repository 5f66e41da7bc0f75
pub mod config;
pub mod errors;
pub mod middleware;
pub mod models;
pub mod routes;
pub mod scanner;
pub mod services;

use std::sync::Arc;

use crate::middleware::admission::AdmissionGate;
use crate::scanner::fetcher::HttpFetch;

/// Shared application state passed to all Axum handlers.
#[derive(Clone)]
pub struct AppState {
    pub config: config::AppConfig,
    pub fetcher: Arc<dyn HttpFetch>,
    pub admission: Arc<dyn AdmissionGate>,
}
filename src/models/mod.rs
pub mod scan;
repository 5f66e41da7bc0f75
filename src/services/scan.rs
//! Scan orchestration.
//!
//! Runs one request through collection → extraction → schema resolution →
//! probing and aggregates the report. Admission is checked by the route
//! before this module does any work. Only root-page and schema-endpoint
//! failures abort a scan; every other failure is absorbed into the report.

use std::time::Duration;

use crate::config::AppConfig;
use crate::errors::AppError;
use crate::models::scan::{Credentials, ScanReport, ScanRequest};
use crate::scanner::fetcher::{FetchError, HttpFetch};
use crate::scanner::schema::SchemaError;
use crate::scanner::{assets, extract, probe, schema};

/// Execute one scan and produce its report.
pub async fn run(
    fetcher: &dyn HttpFetch,
    config: &AppConfig,
    request: &ScanRequest,
) -> Result<ScanReport, AppError> {
    tracing::info!(target = %request.target_url, "Starting scan");

    let corpus = assets::collect_corpus(fetcher, &request.target_url)
        .await
        .map_err(fatal_fetch_error)?;
    tracing::debug!(corpus_bytes = corpus.len(), "Collected script corpus");

    let extraction = extract::extract(&corpus);
    let token = request
        .override_token
        .clone()
        .or_else(|| extraction.token.clone());

    let credentials = match (extraction.base_url.clone(), token) {
        (Some(base_url), Some(token)) => Credentials { base_url, token },
        _ => {
            tracing::info!(
                client_paths = extraction.client_declared_paths.len(),
                "No backend credentials found"
            );
            return Ok(ScanReport::not_exposed(extraction.client_declared_paths));
        }
    };
    tracing::info!(base_url = %credentials.base_url, "Backend credentials discovered");

    let resources = schema::resolve(fetcher, &credentials)
        .await
        .map_err(fatal_schema_error)?;
    tracing::info!(resources = resources.len(), "Resolved backend schema");

    let findings = probe::probe_all(
        fetcher,
        &credentials,
        &resources,
        Duration::from_millis(config.auth_retry_backoff_ms),
    )
    .await;

    Ok(ScanReport::exposed(
        credentials,
        findings,
        extraction.client_declared_paths,
    ))
}

fn fatal_fetch_error(err: FetchError) -> AppError {
    match err {
        FetchError::Timeout { timeout, .. } => AppError::UpstreamTimeout(timeout),
        FetchError::Network { reason, .. } => AppError::UpstreamUnreachable(reason),
    }
}

fn fatal_schema_error(err: SchemaError) -> AppError {
    match err {
        SchemaError::Fetch(e) => fatal_fetch_error(e),
        other => AppError::UpstreamUnreachable(other.to_string()),
    }
}
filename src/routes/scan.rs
//! Scan route: admission check, request validation, then the scan pipeline.

use axum::{extract::State, http::HeaderMap, Json};
use serde_json::Value;

use crate::errors::{ApiResponse, AppError};
use crate::middleware::admission::{self, Admission};
use crate::models::scan::{ScanRequest, ScanReport};
use crate::services::scan as scan_service;
use crate::AppState;

/// POST /api/v1/scan — scan a target site for exposed backend credentials
/// and probe what they grant.
///
/// The admission gate is consulted before anything else; a denied caller
/// consumes no resources. Validation runs next, before any network access.
pub async fn scan(
    State(state): State<AppState>,
    headers: HeaderMap,
    Json(body): Json<Value>,
) -> Result<Json<ApiResponse<ScanReport>>, AppError> {
    let caller = admission::caller_id(&headers);
    if let Admission::Denied { retry_after } = state.admission.check(&caller).await {
        tracing::info!(caller, "Scan request rejected by admission gate");
        return Err(AppError::AdmissionDenied(retry_after));
    }

    let request = ScanRequest::from_value(&body)?;
    let report = scan_service::run(state.fetcher.as_ref(), &state.config, &request).await?;
    Ok(ApiResponse::success(report))
}
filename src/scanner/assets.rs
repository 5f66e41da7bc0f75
//! Asset collection: the target page plus every script it references,
//! concatenated into one text corpus for extraction.

use futures::future::join_all;
use once_cell::sync::Lazy;
use scraper::{Html, Selector};
use url::Url;

use crate::scanner::fetcher::{FetchError, HttpFetch};

static SCRIPT_SELECTOR: Lazy<Selector> =
    Lazy::new(|| Selector::parse("script").expect("static selector"));

/// Script content discovered in a page: inline bodies plus the resolved
/// URLs of externally-referenced scripts.
#[derive(Debug, Default, PartialEq)]
pub struct PageScripts {
    pub inline: Vec<String>,
    pub external: Vec<Url>,
}

/// Parse a page and locate every script element.
///
/// External `src` attributes are resolved against the page URL; a malformed
/// reference is logged and skipped, never fatal.
pub fn parse_scripts(page_url: &Url, html: &str) -> PageScripts {
    let document = Html::parse_document(html);
    let mut scripts = PageScripts::default();

    for element in document.select(&SCRIPT_SELECTOR) {
        match element.value().attr("src") {
            Some(src) => match page_url.join(src) {
                Ok(resolved) => scripts.external.push(resolved),
                Err(e) => {
                    tracing::warn!(src, error = %e, "Skipping malformed script URL");
                }
            },
            None => {
                let body = element.text().collect::<String>();
                if !body.trim().is_empty() {
                    scripts.inline.push(body);
                }
            }
        }
    }

    scripts
}

/// Fetch the target page and build the script corpus.
///
/// Only a failure to retrieve the root page itself aborts collection; a bad
/// or slow external script is dropped from the corpus with a warning.
/// Concatenation order is not significant since extraction over the corpus
/// is order-independent.
pub async fn collect_corpus(
    fetcher: &dyn HttpFetch,
    target_url: &Url,
) -> Result<String, FetchError> {
    let page = fetcher.get(target_url.as_str(), &[]).await?;
    if !page.is_success() {
        return Err(FetchError::Network {
            url: target_url.to_string(),
            reason: format!("unexpected status {}", page.status),
        });
    }

    let PageScripts { inline, external } = parse_scripts(target_url, &page.body);
    tracing::debug!(
        inline = inline.len(),
        external = external.len(),
        "Collected script references"
    );

    let fetches = external.iter().map(|script_url| async move {
        match fetcher.get(script_url.as_str(), &[]).await {
            Ok(response) if response.is_success() => Some(response.body),
            Ok(response) => {
                tracing::warn!(url = %script_url, status = response.status, "Script fetch rejected");
                None
            }
            Err(e) => {
                tracing::warn!(url = %script_url, error = %e, "Script fetch failed");
                None
            }
        }
    });

    let mut corpus: Vec<String> = inline;
    corpus.extend(join_all(fetches).await.into_iter().flatten());
    Ok(corpus.join("\n"))
}
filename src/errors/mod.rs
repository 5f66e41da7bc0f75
//! Unified error handling with consistent API response envelope.

use std::time::Duration;

use axum::{
    http::StatusCode,
    response::{IntoResponse, Response},
    Json,
};
use serde::Serialize;

/// Error detail in the API response envelope.
#[derive(Debug, Serialize)]
pub struct ApiError {
    pub code: String,
    pub message: String,
}

/// Consistent JSON envelope for all API responses.
#[derive(Debug, Serialize)]
pub struct ApiResponse<T: Serialize> {
    pub data: Option<T>,
    pub error: Option<ApiError>,
}

impl<T: Serialize> ApiResponse<T> {
    /// Wrap a successful result in the envelope.
    pub fn success(data: T) -> Json<Self> {
        Json(Self {
            data: Some(data),
            error: None,
        })
    }

    /// Wrap an error in the envelope.
    pub fn error(code: &str, message: &str) -> Json<Self> {
        Json(Self {
            data: None,
            error: Some(ApiError {
                code: code.to_string(),
                message: message.to_string(),
            }),
        })
    }
}

/// Application error type mapping to HTTP status codes.
#[derive(Debug, thiserror::Error)]
pub enum AppError {
    #[error("Too many requests: retry in {0:?}")]
    AdmissionDenied(Duration),

    #[error("Validation error: {0}")]
    Validation(String),

    #[error("Upstream timed out after {0:?}")]
    UpstreamTimeout(Duration),

    #[error("Upstream unreachable: {0}")]
    UpstreamUnreachable(String),

    #[error("Internal error: {0}")]
    Internal(String),
}

impl AppError {
    /// Check if this error represents an admission rejection.
    pub fn is_admission_denied(&self) -> bool {
        matches!(self, Self::AdmissionDenied(_))
    }

    /// Check if this error represents an upstream timeout.
    pub fn is_upstream_timeout(&self) -> bool {
        matches!(self, Self::UpstreamTimeout(_))
    }
}

impl IntoResponse for AppError {
    fn into_response(self) -> Response {
        let (status, code, message) = match &self {
            AppError::AdmissionDenied(retry_after) => (
                StatusCode::TOO_MANY_REQUESTS,
                "TOO_MANY_REQUESTS",
                format!(
                    "Too many scan requests. Please wait {} seconds before trying again.",
                    retry_after.as_secs().max(1)
                ),
            ),
            AppError::Validation(msg) => {
                (StatusCode::BAD_REQUEST, "VALIDATION_ERROR", msg.clone())
            }
            AppError::UpstreamTimeout(timeout) => (
                StatusCode::REQUEST_TIMEOUT,
                "UPSTREAM_TIMEOUT",
                format!(
                    "Could not reach the site. The request timed out after {} seconds.",
                    timeout.as_secs()
                ),
            ),
            AppError::UpstreamUnreachable(reason) => (
                StatusCode::BAD_GATEWAY,
                "UPSTREAM_UNREACHABLE",
                format!("Could not reach the site: {reason}"),
            ),
            AppError::Internal(msg) => {
                tracing::error!(error = %msg, "Internal error");
                (
                    StatusCode::INTERNAL_SERVER_ERROR,
                    "INTERNAL_ERROR",
                    "An unexpected error occurred during the scan.".to_string(),
                )
            }
        };

        let body = ApiResponse::<()> {
            data: None,
            error: Some(ApiError {
                code: code.to_string(),
                message,
            }),
        };

        (status, Json(body)).into_response()
    }
}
····················
In the records above, find the line with "use crate::middleware::admission::AdmissionGate;"; write out exactly that line and each one after it, stopping after the line with "by the route".

use crate::middleware::admission::AdmissionGate;
use crate::scanner::fetcher::HttpFetch;

/// Shared application state passed to all Axum handlers.
#[derive(Clone)]
pub struct AppState {
    pub config: config::AppConfig,
    pub fetcher: Arc<dyn HttpFetch>,
    pub admission: Arc<dyn AdmissionGate>,
}
filename src/models/mod.rs
pub mod scan;
repository 5f66e41da7bc0f75
filename src/services/scan.rs
//! Scan orchestration.
//!
//! Runs one request through collection → extraction → schema resolution →
//! probing and aggregates the report. Admission is checked by the route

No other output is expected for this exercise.